Les Enfants Terribles

Opera Parallèle

In Review Opera Parallele Enfants hdl 817
Adams, Schutz, Cheong and Ramirez in Opera Parallèle’s Enfants
© Steve DiBartolomeo

IN THE EARLY MONTHS of 2017, the Bay Area’s opera presenters inexplicably neglected the worldwide celebration of Philip Glass’s eightieth birthday on January 31, but Opera Parallèle paid tribute to the composer with a vibrant spring production of Les Enfants Terribles. The performance on May 26, the first of four scheduled at San Francisco Conservatory of Music, offered a well-conceived staging of Glass’s 1996 “dance-opera,” based on Jean Cocteau’s 1929 novel. With music director Nicole Paiement conducting Glass’s mesmerizing three-piano score and director Brian Staufenbiel employing lean but imaginative stagecraft to present the story of the obsessive Parisian siblings Paul and Lise, the work’s visual, musical, dance and spoken-word elements merged in a singular vision.  

The third of a trilogy of Cocteau adaptations by Glass, following Orphée (1993) and La Belle et la Bête (1994), Les Enfants brings the trio to a devastating conclusion: “Thistledown spirits, tragic, heartrending in their evanescence,” Cocteau wrote of his title characters, “they must go blowing headlong to perdition.” Indeed, danger looms large for Paul and Lise, prepubescent when the opera begins, and already joined in a claustrophobic relationship centered on Paul’s fragility and illness. Their insular world further constricts with the death of their mother. Alone together in a world of fantasy and ennui, they play “The Game,” a bond that excludes others
to the point of disillusion, madness and a violent, shattering finale. Staufenbiel’s staging, Sean Riley’s sets and David Murakami’s projections effectively suggested the siblings’ home life with a few moveable set pieces, including matching brass beds, enhanced by projections on a set of three asymmetrical screens—video closeups of the singers, still photos of empty rooms and odd childhood toys.
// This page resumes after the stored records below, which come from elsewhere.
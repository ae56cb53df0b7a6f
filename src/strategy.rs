//! Choosing the next guess.

use std::fmt::{Debug, Display};

use rand::{rngs::StdRng, seq::SliceRandom, SeedableRng};

use crate::{CandidateSet, Word};

/// The opening guess, played before any feedback exists.
///
/// A fixed, statistically strong opener amortizes better than recomputing
/// one over the full dictionary at the start of every run.
pub const OPENER: &str = "CRANE";

/// The guess played when no candidate survives, so a session can spend its
/// remaining attempts instead of aborting.
pub const SENTINEL: &str = "LUCKY";

/// Trait defining a guess-selection policy.
///
/// The session hands the policy the zero-based attempt index and the
/// current candidate set; the policy must always produce a word, even for
/// an empty set.
pub trait Strategy: Debug {
    fn next_guess(&mut self, attempt: usize, candidates: &CandidateSet) -> Word;
}

/// The stock policy: a fixed opener, then a uniformly random candidate.
///
/// Attempt 0 always plays the opener. Later attempts draw uniformly from
/// the surviving candidates, or play the sentinel when none survive.
///
/// # Examples
///
/// ```rust
/// use wordle_auto::{strategy::Uniform, CandidateSet, Strategy, Word};
///
/// let pool: CandidateSet = [Word::from_str("train")?].into_iter().collect();
/// let mut policy = Uniform::with_seed(7);
///
/// assert_eq!(&*policy.next_guess(0, &pool), "CRANE");
/// assert_eq!(&*policy.next_guess(1, &pool), "TRAIN");
/// #
/// # Ok::<_, wordle_auto::WordleError>(())
/// ```
#[derive(Debug)]
pub struct Uniform {
    opener: Word,
    sentinel: Word,
    rng: StdRng,
}

impl Uniform {
    pub fn new() -> Self {
        Self::from_rng(StdRng::from_entropy())
    }

    /// Creates the policy with a seeded random source, for reproducible
    /// runs.
    pub fn with_seed(seed: u64) -> Self {
        Self::from_rng(StdRng::seed_from_u64(seed))
    }

    fn from_rng(rng: StdRng) -> Self {
        Uniform {
            opener: Word::from_str(OPENER).expect("opener is a valid word"),
            sentinel: Word::from_str(SENTINEL).expect("sentinel is a valid word"),
            rng,
        }
    }

    /// Replaces the opening guess.
    pub fn opener(self, word: Word) -> Self {
        Uniform {
            opener: word,
            ..self
        }
    }

    /// Replaces the sentinel guess.
    pub fn sentinel(self, word: Word) -> Self {
        Uniform {
            sentinel: word,
            ..self
        }
    }
}

impl Default for Uniform {
    fn default() -> Self {
        Self::new()
    }
}

impl Strategy for Uniform {
    fn next_guess(&mut self, attempt: usize, candidates: &CandidateSet) -> Word {
        if attempt == 0 {
            return self.opener;
        }

        match candidates.as_slice().choose(&mut self.rng) {
            Some(&word) => word,
            None => {
                log::warn!("no candidates remain, falling back to {}", self.sentinel);
                self.sentinel
            }
        }
    }
}

impl Display for Uniform {
    fn fmt(&self, f: &mut std::fmt::Formatter<'_>) -> std::fmt::Result {
        write!(f, "wordle_auto::Uniform (opener: {})", self.opener)
    }
}
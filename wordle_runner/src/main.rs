//! Plays one Wordle session end to end and reports the outcome.

use std::io::{self, BufRead, Write};
use std::path::PathBuf;

use anyhow::Context;
use clap::Parser;
use log::{info, warn};
use rand::seq::SliceRandom;

use wordle_auto::{
    board::{Board, SimulatedBoard},
    report::{LogReporter, Reporter, ReporterConfig, WebhookReporter},
    strategy::Uniform,
    words, BoardError, CandidateSet, Feedback, Outcome, Session, Word, DEFAULT_MAX_ATTEMPTS,
    WORD_LEN,
};

#[derive(Debug, Parser)]
#[command(name = "wordle_runner", version, about)]
struct Args {
    /// Play against this hidden answer instead of a random one.
    #[arg(long)]
    answer: Option<String>,

    /// Relay feedback by hand from a live board (G=green, Y=yellow,
    /// X=gray).
    #[arg(long, conflicts_with = "answer")]
    interactive: bool,

    /// Load the wordlist from a file instead of downloading it.
    #[arg(long)]
    wordlist: Option<PathBuf>,

    /// Skip the download and play from the built-in wordbank.
    #[arg(long)]
    offline: bool,

    /// Seed guess selection for a reproducible run.
    #[arg(long)]
    seed: Option<u64>,

    /// Attempts the board allows.
    #[arg(long, default_value_t = DEFAULT_MAX_ATTEMPTS)]
    max_attempts: usize,

    /// Endpoint that receives the finished report.
    #[arg(long, env = "WORDLE_WEBHOOK_URL")]
    webhook_url: Option<String>,

    /// Bearer token for the report endpoint.
    #[arg(long, env = "WORDLE_WEBHOOK_TOKEN", hide_env_values = true)]
    webhook_token: Option<String>,
}

fn main() -> anyhow::Result<()> {
    env_logger::init();
    let args = Args::parse();

    let dictionary = load_dictionary(&args)?;
    info!("playing with {} words", dictionary.len());

    let mut session = Session::new(dictionary.clone()).max_attempts(args.max_attempts);
    if let Some(seed) = args.seed {
        session = session.strategy(Box::new(Uniform::with_seed(seed)));
    }

    let report = if args.interactive {
        let stdin = io::stdin();
        let mut board = ManualBoard::new(stdin.lock());
        session.play(&mut board)
    } else {
        let answer = match &args.answer {
            Some(word) => Word::from_str(word)?,
            None => random_answer(&dictionary)?,
        };
        let mut board = SimulatedBoard::new(answer);
        session.play(&mut board)
    };

    println!("{}", report.summary());

    let delivery = match &args.webhook_url {
        Some(url) => WebhookReporter::new(ReporterConfig {
            url: url.clone(),
            token: args.webhook_token.clone(),
        })
        .deliver(&report),
        None => LogReporter.deliver(&report),
    };
    if let Err(e) = delivery {
        warn!("could not deliver report: {}", e);
    }

    if let Outcome::Failed { error } = report.outcome() {
        anyhow::bail!("session failed: {}", error);
    }
    Ok(())
}

fn load_dictionary(args: &Args) -> anyhow::Result<CandidateSet> {
    if let Some(path) = &args.wordlist {
        return words::load_from_file(path)
            .with_context(|| format!("reading wordlist {}", path.display()));
    }
    if args.offline {
        return Ok(words::builtin());
    }

    match words::fetch(words::WORD_LIST_URL) {
        Ok(set) => Ok(set),
        Err(e) => {
            warn!("wordlist download failed ({}), using built-in bank", e);
            Ok(words::builtin())
        }
    }
}

fn random_answer(dictionary: &CandidateSet) -> anyhow::Result<Word> {
    dictionary
        .as_slice()
        .choose(&mut rand::thread_rng())
        .copied()
        .context("the dictionary is empty")
}

/// A board driven by a person relaying colors from a live game.
#[derive(Debug)]
struct ManualBoard<R> {
    input: R,
}

impl<R: BufRead> ManualBoard<R> {
    fn new(input: R) -> Self {
        ManualBoard { input }
    }
}

impl<R: BufRead> Board for ManualBoard<R> {
    fn submit_guess(&mut self, guess: Word) -> Result<(), BoardError> {
        println!("Enter {} into the game.", guess);
        Ok(())
    }

    fn read_feedback(&mut self, attempt: usize) -> Result<Vec<Feedback>, BoardError> {
        loop {
            print!("Feedback for row {} (G/Y/X, e.g. GYXXG): ", attempt + 1);
            io::stdout()
                .flush()
                .map_err(|e| BoardError::Automation(e.to_string()))?;

            let mut line = String::new();
            let read = self
                .input
                .read_line(&mut line)
                .map_err(|e| BoardError::Automation(e.to_string()))?;
            if read == 0 {
                return Err(BoardError::Automation("feedback input closed".into()));
            }

            match Feedback::parse_row(&line) {
                Ok(row) if row.len() == WORD_LEN => return Ok(row),
                _ => println!("Please enter exactly five of G, Y, or X."),
            }
        }
    }
}

#[cfg(test)]
mod test {
    use super::*;
    use std::io::Cursor;

    #[test]
    fn manual_board_retries_until_a_valid_row() {
        let input = Cursor::new("banana\nGGG\nGYXXG\n");
        let mut board = ManualBoard::new(input);

        use Feedback::*;
        assert_eq!(
            board.read_feedback(0).unwrap(),
            vec![Correct, Present, Absent, Absent, Correct]
        );
    }

    #[test]
    fn manual_board_fails_when_input_closes() {
        let mut board = ManualBoard::new(Cursor::new(""));
        assert!(board.read_feedback(0).is_err());
    }
}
The opera’s dance element, choreographed by Amy Seiwert, featured a pair of dopplegängers who closely resembled the brother and sister in physical features, costumes (designed by Christine Crook) and forceful movement language. 

Baritone Hadleigh Adams, looking pale, youthful and slightly dazed as Paul, was the evening’s vocal standout; projecting the text with elegant line and idiomatic French, he imbued the character with a sense of unhinged delicacy. Soprano Rachel Schutz was more emphatic as Lise, goading Paul in their early scenes and singing with increasing strength and bite after the dressmaker Agathe presented herself as a rival for Paul’s affections. Kindra Scharich’s rich-toned mezzo was an asset as Dargelos and Agathe, and tenor Andres Ramirez was a robust, articulate Gérard. Dancers Steffi Cheong and Brett Conway dispatched Seiwert’s leaps, arabesques and falls with considerable élan; Conway’s solo in the ethereal dream sequence, set to Glass’s dramatically heightened music, was a marvel.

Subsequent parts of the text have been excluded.